Today, someone wrote me that my kids have problems because I’m a bad role model. Oh, and that the five-year-old reports that I yell at him every day. I know. You’re stunned. Not. I mean, I blog about being a bad parent and my ongoing fails because all parenting is on the job training. If I were training on the job at Arby’s I’d probably be on the news for having left part of my finger in someone’s sandwich (the latter of which, by the way, has happened twice in the last few weeks). Unfortunately for my kids, their young lives are the equivalent of finding a body part in their meat.
I’m totally a horrible role model. I am overweight. I’m out of shape. I swear. I don’t read enough books. I spend too much time on social media and not enough time playing Monopoly. I abhor Legos like nature abhors a vacuum. I leave my kids with the babysitter so I can go to the market, alone. I am cranky when I’m woken up and crabby in traffic. I do not love my kids when it’s after nine p.m. or before six a.m. I have a chronic illness that leaves me knocked out for days each month and not at my best. I don’t enforce bathtime every night. I let them have ice cream for breakfast sometimes. I haven’t started formal chores or allowances. I wrote down the wrong date for my older son’s big school presentation, so he missed it and had to do it another day. Sometimes the dogs eat more expensive food from a can than my kids do (Spaghettio-s go on sale, our dog food rarely does).
And, hey, I’m an easy target for kid hate. I enforce the wearing of the theraputic eye patch. I am the cutter of nails and the nagger. I am the forcer of the nightly retainer wearing and the shot receiving at the doctor. I am the quizzer of spelling words and taskmaster of school projects. I limit their access to TV shows, movies and music of certain ratings, even if their friends are allowed.
The five-year-old flipped his shit this week and told me that I ruined his life every…single…day. On purpose. Want to know why? Because I bought him shorts that touch his knees. Oh, and he only now wears superhero shirts at home, not as preschoool. “Ugh! Why don’t you know that,” he queried, exasperated. The seven-year-old accused me of not loving him and thinking he was a bad person. Because I got mad at him and lost my patience. When he farted on me. On purpose. Yes, I’m evil. Who doesn’t delight in that?

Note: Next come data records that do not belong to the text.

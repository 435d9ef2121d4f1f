//! Announce / Sync / Follow_Up emission.
//!
//! Pure packet assembly plus interval bookkeeping. All clock-quality
//! decisions arrive as a snapshot from the quality mapper; the emitter never
//! reaches back into the controller.

use anyhow::Result;
use log::{debug, warn};

use crate::config::PtpConfig;
use crate::ptp::{
    AnnounceBody, ClockIdentity, ClockQuality, Header, MessageType, PortIdentity, SyncBody,
    Timestamp, ANNOUNCE_SIZE, FLAG_PTP_TIMESCALE, FLAG_TWO_STEP, FLAG_UTC_OFFSET_VALID,
    FOLLOW_UP_SIZE, HEADER_SIZE, SYNC_SIZE,
};
use crate::traits::PtpNet;

/// Everything an Announce advertises, produced by the controller on every
/// state change.
#[derive(Debug, Clone, Copy)]
pub struct QualitySnapshot {
    pub clock_quality: ClockQuality,
    pub grandmaster_identity: ClockIdentity,
    pub time_source: u8,
}

#[derive(Debug)]
pub struct AnnounceSyncEmitter {
    cfg: PtpConfig,
    port_identity: PortIdentity,

    announce_seq: u16,
    sync_seq: u16,

    next_announce_ns: Option<i64>,
    next_sync_ns: Option<i64>,

    pub announce_sent: u64,
    pub sync_sent: u64,
}

impl AnnounceSyncEmitter {
    pub fn new(cfg: PtpConfig, port_identity: PortIdentity) -> Self {
        AnnounceSyncEmitter {
            cfg,
            port_identity,
            announce_seq: 0,
            sync_seq: 0,
            next_announce_ns: None,
            next_sync_ns: None,
            announce_sent: 0,
            sync_sent: 0,
        }
    }

    /// Drive the transmit schedule. `now_mono_ns` paces the intervals;
    /// `disciplined_now` is the PHC reading taken just before the call so
    /// the Sync origin is as close to the wire as software allows.
    pub fn poll<N: PtpNet>(
        &mut self,
        net: &mut N,
        now_mono_ns: i64,
        disciplined_now: Timestamp,
        snapshot: &QualitySnapshot,
    ) -> Result<()> {
        let announce_interval = self.cfg.announce_interval_ms as i64 * 1_000_000;
        let sync_interval = self.cfg.sync_interval_ms as i64 * 1_000_000;

        match self.next_announce_ns {
            Some(next) if now_mono_ns < next => {}
            prev => {
                self.send_announce(net, disciplined_now, snapshot)?;
                // Anchor the schedule; skip missed slots instead of bursting.
                let base = prev.unwrap_or(now_mono_ns);
                let mut next = base + announce_interval;
                if next <= now_mono_ns {
                    next = now_mono_ns + announce_interval;
                }
                self.next_announce_ns = Some(next);
            }
        }

        match self.next_sync_ns {
            Some(next) if now_mono_ns < next => {}
            prev => {
                self.send_sync_pair(net, disciplined_now)?;
                let base = prev.unwrap_or(now_mono_ns);
                let mut next = base + sync_interval;
                if next <= now_mono_ns {
                    next = now_mono_ns + sync_interval;
                }
                self.next_sync_ns = Some(next);
            }
        }

        Ok(())
    }

    /// Leaving MASTER state: forget the schedule so a later return starts
    /// immediately rather than from a stale deadline.
    pub fn stop(&mut self) {
        self.next_announce_ns = None;
        self.next_sync_ns = None;
    }

    fn header(&self, message_type: MessageType, length: usize, seq: u16, flags: u16, log_interval: i8) -> Header {
        Header {
            message_type,
            message_length: length as u16,
            domain_number: self.cfg.domain,
            flag_field: flags,
            correction_field: 0,
            source_port_identity: self.port_identity,
            sequence_id: seq,
            log_message_interval: log_interval,
        }
    }

    fn send_announce<N: PtpNet>(
        &mut self,
        net: &mut N,
        now: Timestamp,
        snapshot: &QualitySnapshot,
    ) -> Result<()> {
        let seq = self.announce_seq;
        self.announce_seq = self.announce_seq.wrapping_add(1);

        let header = self.header(
            MessageType::Announce,
            ANNOUNCE_SIZE,
            seq,
            FLAG_PTP_TIMESCALE | FLAG_UTC_OFFSET_VALID,
            self.cfg.announce_log_interval,
        );
        let body = AnnounceBody {
            origin_timestamp: now,
            current_utc_offset: self.cfg.current_utc_offset,
            grandmaster_priority1: self.cfg.priority1,
            grandmaster_clock_quality: snapshot.clock_quality,
            grandmaster_priority2: self.cfg.priority2,
            grandmaster_identity: snapshot.grandmaster_identity,
            steps_removed: 0,
            time_source: snapshot.time_source,
        };

        let mut buf = [0u8; ANNOUNCE_SIZE];
        header.serialize(&mut buf);
        body.serialize(&mut buf[HEADER_SIZE..]);
        net.send_general(&buf)?;
        self.announce_sent += 1;
        debug!(
            "[Emitter] announce #{} class {}",
            seq, snapshot.clock_quality.clock_class
        );
        Ok(())
    }

    fn send_sync_pair<N: PtpNet>(&mut self, net: &mut N, now: Timestamp) -> Result<()> {
        let seq = self.sync_seq;
        self.sync_seq = self.sync_seq.wrapping_add(1);

        let header = self.header(
            MessageType::Sync,
            SYNC_SIZE,
            seq,
            FLAG_TWO_STEP | FLAG_PTP_TIMESCALE,
            self.cfg.sync_log_interval,
        );
        let mut buf = [0u8; SYNC_SIZE];
        header.serialize(&mut buf);
        SyncBody {
            origin_timestamp: now,
        }
        .serialize(&mut buf[HEADER_SIZE..]);
        net.send_event(&buf)?;
        self.sync_sent += 1;

        // Two-step: the Follow_Up carries the precise transmit time. Fall
        // back to the origin estimate when the stack gave us nothing.
        let tx_ts = match net.tx_timestamp(seq) {
            Ok(Some(ns)) => Timestamp::from_nanos(ns),
            Ok(None) => now,
            Err(e) => {
                warn!("[Emitter] tx timestamp for #{} failed: {}", seq, e);
                now
            }
        };

        let header = self.header(
            MessageType::FollowUp,
            FOLLOW_UP_SIZE,
            seq,
            FLAG_PTP_TIMESCALE,
            self.cfg.sync_log_interval,
        );
        let mut buf = [0u8; FOLLOW_UP_SIZE];
        header.serialize(&mut buf);
        SyncBody {
            origin_timestamp: tx_ts,
        }
        .serialize(&mut buf[HEADER_SIZE..]);
        net.send_general(&buf)?;
        Ok(())
    }
}

// ============================================================================
// TESTS
// ============================================================================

I also know that I have not ever missed a baseball game. I have never missed attending a kid performance. I volunteer at their schools regularly. I make costumes and bake snacks. I am home when they get home from school. I am available to go pick them up when they’re sick or hurt, take them to the doctor and nurse them through it (even if I am desperate for them to get well so I can have some time to myself again). I organize after school activities and playdates. I enforce their commitments.
Because of me my kids listen to everything from Queen to Elvis to Bruno Mars. We sing in the car. We go on memory-making adventures that aren’t expensive or extravagant but are full of fun and silly. We snuggle. We have inside jokes that make us hysterical with laughter. I can’t buy their love, but I can earn it, dammit. Sure they hate me. Hell, I hate them too. But I also get told things like these:
- You’re the best mom ever.
- You’re doing the best you can and that’s really good.
- I’m thankful that you were team mom.
- Thanks for my birthday party.
- I’m so excited you’re coming to school.
- Thanks for coming to all my games.
- Thanks for finding all those great books for me.
They’ve also seen a mom who had had a really sucky year and done the best she can. They have not seen me crumple into a useless mass of depression or neediness. They’ve seen me forge ahead as best I can into unknown territory. They have seen me try. They have seen me keep trying. They’ve heard me apologize countless times. They’ve heard me admit that I make mistakes. They’ve seen me make them and learn from them. They’ve seen me start to get back into shape. They’ve seen me be there for them.
So, sure, I’m a bad role model. I’m also a human. And an amateur parent in the grand scheme of things. Eight years into a career and no one is often considered an expert in all areas. Most jobs you get to specialize in something. Kids change every single day. I am too. But I am doing the best I know how and the best I can for the two people I love most in the world and who know that. If that makes me a bad role model, then I am damn proud to be one. Bring it.
Bberry Wine says
Woo Hooo for you. I tell my children if I don’t hear “you are the worst mom ever! you are ruining my life” or something close to those, then I am not doing my job. I teach my children to express their feelings and then we go back and find a more respectful way to communicate the same emotions. If I don’t let them express their feelings then I have no idea how they are feeling. Funny how my now teenagers are very good at respectfully communicating their feelings the first time. Everyone thought I was a horrible mother because I encouraged my kids to communicate with me with no filter.
I always tell my kids they should have shopped at macy’s or Van’ Mauer if they wanted a better mom. I’m a plain old regular mom that they got on sale. Always makes them laugh. They have reversed the line and told me I should have shopped around more if I wanted better behaved children. 🙂
Your way for your children, you will figure it out.